The Falls Church, Va., company scooped up logistics engineering firm Log. Sec Corp., the largest information technology services provider at Aberdeen Proving Ground in Maryland. The acquisition was in anticipation of DOD’s Base Closure and Realignment Commission shuttering Fort Monmouth, N.J., and moving its activities to APG.

APG continues its conversion into a business research center for the Army. Last month, CACI International Inc. completed a 60,000-square-foot office building to house its research and development labs. CACI provides IT support to the Army’s communications and intelligence operations and is set to move from Monmouth in 2011.

Mitre Corp. also is reportedly looking for 50,000 square feet in the area to house operations it will move from Monmouth.

A NEW OLD EUROPE

With its purchase of Bulgarian software developer Object Builder Software Bg, CSC joins a handful of U.S. IT companies in staking out business territory in the technologically emergent Balkan state.

Bulgaria is “strategically positioned [straddling Greece and Turkey] to serve both Western and Eastern Europe,” said Mary Jo Morris, president of CSC’s World Sourcing Services organization, in a statement.

CSC has a history with OBS, having partnered for more than 10 years, she said. The purchase complements CSC’s European sourcing capabilities in Spain, Lithuania and the Czech Republic, Morris said. It also “adds substantial capability in three key industry sectors: insurance, health care and high technology.” OBS has about 350 developers in its headquarters in the capital, Sofia, and offices in Varna, near the Black Sea.

The low costs of doing business in Bulgaria, which entered the European Union in 2007, are attractive. In 2004, according to investment consulting firm Invest Bulgaria, the average monthly salary in the EU was 2,306 euros; the average in Bulgaria was 250 euros. Real estate is similarly underpriced, the company said.

U.S. companies have taken note.

Microsoft Corp. partnered with the State Agency for Information Technology and Communications (SAITC) for an innovation center in Sofia to guide businesses in strategic use of IT.

Hewlett-Packard Co.’s global delivery service center in Sofia provides remote infrastructure management to its clients in Europe, the Middle East and Africa.

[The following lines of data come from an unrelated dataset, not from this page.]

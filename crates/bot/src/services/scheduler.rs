mod nin_update_job;
mod traits;

pub use nin_update_job::NinUpdateJob;
pub use traits::{JobResult, SchedulerJob};

use std::sync::Arc;

use tokio::sync::watch;
use tokio::task::JoinHandle;

/// Scheduler service that manages periodic background tasks.
///
/// Each job runs in its own tokio task. A job's loop awaits `execute`
/// before waiting for the next tick, so runs of one job never overlap, and
/// ticks missed while a run is still going are skipped.
///
/// # Example
///
/// ```rust,ignore
/// let (ready_tx, ready_rx) = tokio::sync::watch::channel(false);
/// let scheduler = SchedulerService::new().with_job(NinUpdateJob::new(monitor, interval));
///
/// let handles = scheduler.start(ready_rx);
/// ready_tx.send(true)?;
/// ```
pub struct SchedulerService {
    jobs: Vec<Arc<dyn SchedulerJob>>,
}

impl SchedulerService {
    /// Creates a new scheduler service with no jobs.
    pub fn new() -> Self {
        Self { jobs: Vec::new() }
    }

    /// Adds a job to the scheduler.
    ///
    /// Jobs are not started until [`start`](Self::start) is called.
    pub fn with_job<J: SchedulerJob + 'static>(mut self, job: J) -> Self {
        self.jobs.push(Arc::new(job));
        self
    }

    /// Starts all registered jobs.
    ///
    /// Every job waits until `ready` turns `true`, then runs immediately and
    /// afterwards once per interval. Returns immediately after spawning.
    pub fn start(&self, ready: watch::Receiver<bool>) -> Vec<JoinHandle<()>> {
        self.jobs
            .iter()
            .map(|job| {
                let job = Arc::clone(job);
                let ready = ready.clone();
                tokio::spawn(async move {
                    Self::run_job_loop(job, ready).await;
                })
            })
            .collect()
    }

    /// Runs a single job in an infinite loop.
    async fn run_job_loop(job: Arc<dyn SchedulerJob>, mut ready: watch::Receiver<bool>) {
        let name = job.name();
        let interval = job.interval();

        if ready.wait_for(|ready| *ready).await.is_err() {
            tracing::warn!("Job '{}' not started: readiness signal dropped", name);
            return;
        }

        tracing::info!("Job '{}' started (every {}s)", name, interval.as_secs());

        let mut timer = tokio::time::interval(interval);
        timer.set_missed_tick_behavior(tokio::time::MissedTickBehavior::Skip);

        loop {
            timer.tick().await;

            match job.execute().await {
                Ok(()) => {
                    tracing::debug!("Job '{}' completed successfully", name);
                }
                Err(e) => {
                    tracing::error!("Job '{}' failed: {:#}", name, e);
                }
            }
        }
    }

    /// Returns the number of registered jobs.
    pub fn job_count(&self) -> usize {
        self.jobs.len()
    }
}

impl Default for SchedulerService {
    fn default() -> Self {
        Self::new()
    }
}
use thiserror::Error;

#[derive(Debug, Error)]
pub enum FeedError {
    #[error("HTTP request failed")]
    Request(#[from] reqwest::Error),

    #[error("HTTP {status} when fetching {url}")]
    Status { status: u16, url: String },

    #[error("Failed to parse feed: {0}")]
    Parse(String),
}

impl FeedError {
    /// Whether the error happened while fetching (network or HTTP status)
    /// rather than while parsing the document.
    pub fn is_fetch(&self) -> bool {
        matches!(self, FeedError::Request(_) | FeedError::Status { .. })
    }
}
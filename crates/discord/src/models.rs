use serde::{Deserialize, Serialize};
use serde_repr::{Deserialize_repr, Serialize_repr};

/// Discord user (only the fields the bot reads)
#[derive(Debug, Clone, Deserialize)]
pub struct User {
    pub id: String,
    pub username: String,
}

#[derive(Debug, Clone, Deserialize)]
pub struct Channel {
    pub id: String,
}

#[derive(Debug, Clone, Deserialize)]
pub struct Message {
    pub id: String,
    pub channel_id: String,
}

/// Rich embed
#[derive(Debug, Clone, Default, PartialEq, Serialize, Deserialize)]
pub struct Embed {
    #[serde(default, skip_serializing_if = "Option::is_none")]
    pub title: Option<String>,
    #[serde(default, skip_serializing_if = "Option::is_none")]
    pub description: Option<String>,
    #[serde(default, skip_serializing_if = "Option::is_none")]
    pub url: Option<String>,
    #[serde(default, skip_serializing_if = "Option::is_none")]
    pub color: Option<u32>,
    #[serde(default, skip_serializing_if = "Option::is_none")]
    pub author: Option<EmbedAuthor>,
    #[serde(default, skip_serializing_if = "Option::is_none")]
    pub thumbnail: Option<EmbedThumbnail>,
    #[serde(default, skip_serializing_if = "Vec::is_empty")]
    pub fields: Vec<EmbedField>,
}

#[derive(Debug, Clone, PartialEq, Serialize, Deserialize)]
pub struct EmbedAuthor {
    pub name: String,
    #[serde(default, skip_serializing_if = "Option::is_none")]
    pub icon_url: Option<String>,
}

#[derive(Debug, Clone, PartialEq, Serialize, Deserialize)]
pub struct EmbedThumbnail {
    pub url: String,
}

#[derive(Debug, Clone, PartialEq, Serialize, Deserialize)]
pub struct EmbedField {
    pub name: String,
    pub value: String,
    #[serde(default)]
    pub inline: bool,
}

impl Embed {
    pub fn new() -> Self {
        Self::default()
    }

    pub fn title(mut self, title: impl Into<String>) -> Self {
        self.title = Some(title.into());
        self
    }

    pub fn description(mut self, description: impl Into<String>) -> Self {
        self.description = Some(description.into());
        self
    }

    pub fn url(mut self, url: impl Into<String>) -> Self {
        self.url = Some(url.into());
        self
    }

    pub fn color(mut self, color: u32) -> Self {
        self.color = Some(color);
        self
    }

    pub fn author(mut self, name: impl Into<String>, icon_url: Option<String>) -> Self {
        self.author = Some(EmbedAuthor {
            name: name.into(),
            icon_url,
        });
        self
    }

    pub fn thumbnail(mut self, url: impl Into<String>) -> Self {
        self.thumbnail = Some(EmbedThumbnail { url: url.into() });
        self
    }

    pub fn field(mut self, name: impl Into<String>, value: impl Into<String>, inline: bool) -> Self {
        self.fields.push(EmbedField {
            name: name.into(),
            value: value.into(),
            inline,
        });
        self
    }
}

#[derive(Debug, Clone, Copy, PartialEq, Eq, Serialize_repr, Deserialize_repr)]
#[repr(u8)]
pub enum ButtonStyle {
    Primary = 1,
    Secondary = 2,
    Success = 3,
    Danger = 4,
}

/// Interactive button component (type 2)
#[derive(Debug, Clone, PartialEq, Serialize, Deserialize)]
pub struct Button {
    #[serde(rename = "type")]
    kind: u8,
    pub style: ButtonStyle,
    pub label: String,
    pub custom_id: String,
}

impl Button {
    pub fn new(style: ButtonStyle, label: impl Into<String>, custom_id: impl Into<String>) -> Self {
        Self {
            kind: 2,
            style,
            label: label.into(),
            custom_id: custom_id.into(),
        }
    }
}

/// Row of buttons (component type 1)
#[derive(Debug, Clone, PartialEq, Serialize, Deserialize)]
pub struct ActionRow {
    #[serde(rename = "type")]
    kind: u8,
    pub components: Vec<Button>,
}

impl ActionRow {
    pub fn new(components: Vec<Button>) -> Self {
        Self {
            kind: 1,
            components,
        }
    }
}

/// Body of `POST /channels/{id}/messages`
#[derive(Debug, Clone, Default, Serialize)]
pub struct CreateMessage {
    #[serde(skip_serializing_if = "Option::is_none")]
    pub content: Option<String>,
    #[serde(skip_serializing_if = "Vec::is_empty")]
    pub embeds: Vec<Embed>,
    #[serde(skip_serializing_if = "Option::is_none")]
    pub components: Option<Vec<ActionRow>>,
}

impl CreateMessage {
    pub fn text(content: impl Into<String>) -> Self {
        Self {
            content: Some(content.into()),
            ..Self::default()
        }
    }

    pub fn embed(embed: Embed) -> Self {
        Self {
            embeds: vec![embed],
            ..Self::default()
        }
    }

    pub fn components(mut self, components: Vec<ActionRow>) -> Self {
        self.components = Some(components);
        self
    }
}

#[derive(Debug, Clone, Copy, PartialEq, Eq, Serialize_repr)]
#[repr(u8)]
enum CallbackType {
    DeferredUpdateMessage = 6,
    UpdateMessage = 7,
}

#[derive(Debug, Clone, PartialEq, Serialize)]
struct CallbackData {
    embeds: Vec<Embed>,
    components: Vec<ActionRow>,
}

/// Response to a message component interaction
#[derive(Debug, Clone, PartialEq, Serialize)]
pub struct InteractionResponse {
    #[serde(rename = "type")]
    kind: CallbackType,
    #[serde(skip_serializing_if = "Option::is_none")]
    data: Option<CallbackData>,
}

impl InteractionResponse {
    /// Acknowledge without changing the message.
    pub fn deferred_update() -> Self {
        Self {
            kind: CallbackType::DeferredUpdateMessage,
            data: None,
        }
    }

    /// Replace the message's embed and components.
    pub fn update_message(embed: Embed, components: Vec<ActionRow>) -> Self {
        Self {
            kind: CallbackType::UpdateMessage,
            data: Some(CallbackData {
                embeds: vec![embed],
                components,
            }),
        }
    }

    pub fn is_deferred(&self) -> bool {
        self.kind == CallbackType::DeferredUpdateMessage
    }

    /// Embed carried by an update response
    pub fn embed(&self) -> Option<&Embed> {
        self.data.as_ref().and_then(|data| data.embeds.first())
    }

    /// Components carried by an update response
    pub fn components(&self) -> Option<&[ActionRow]> {
        self.data.as_ref().map(|data| data.components.as_slice())
    }
}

IBM Corp.’s Managed Business Process Services Centre in Sofia offers business consulting services. In September 2008, IBM installed its Blue Gene/P supercomputer in SAITC’s National Supercomputing Centre. In November 2008, it put the country on the list of the world’s Top 500 supercomputers at No. 126.

Barriers remain, however, said John Beyrle, former U.S. ambassador to Bulgaria.

In 2006, the country attracted the most foreign direct investment of any Eastern European EU members, but the World Economic Forum also ranked it last in competitiveness in the EU, he said in a 2007 speech. Skilled labor shortages and “spotty enforcement of intellectual property laws” and “a climate of corruption” are further challenges, he said.

The World Bank ranks Bulgaria’s educational system fifth in the world, 11th in mathematics and puts the percentage per capita of IT workers at among the highest in the world. Both Cisco Systems Inc. and Microsoft offer certification programs through training institutes in the country.

Companies such as Invest Bulgaria — in addition to consulting firm KPMG’s Sofia branch — exist to help guide foreign businesses.

One key indicator of the seriousness of Bulgaria’s drive to become a major IT center came Nov. 26: Starbucks announced the opening of its first coffee shop in the country, in downtown Sofia.

— Sami Lais

FLAWS RISE TO SURFACE ON CUTTER ACQUISITION

Despite improvements in its Deepwater acquisition structure in the past two years, the Coast Guard has had mixed results with its National Security Cutter program, according to a new report from the IBM Center for the Business of Government.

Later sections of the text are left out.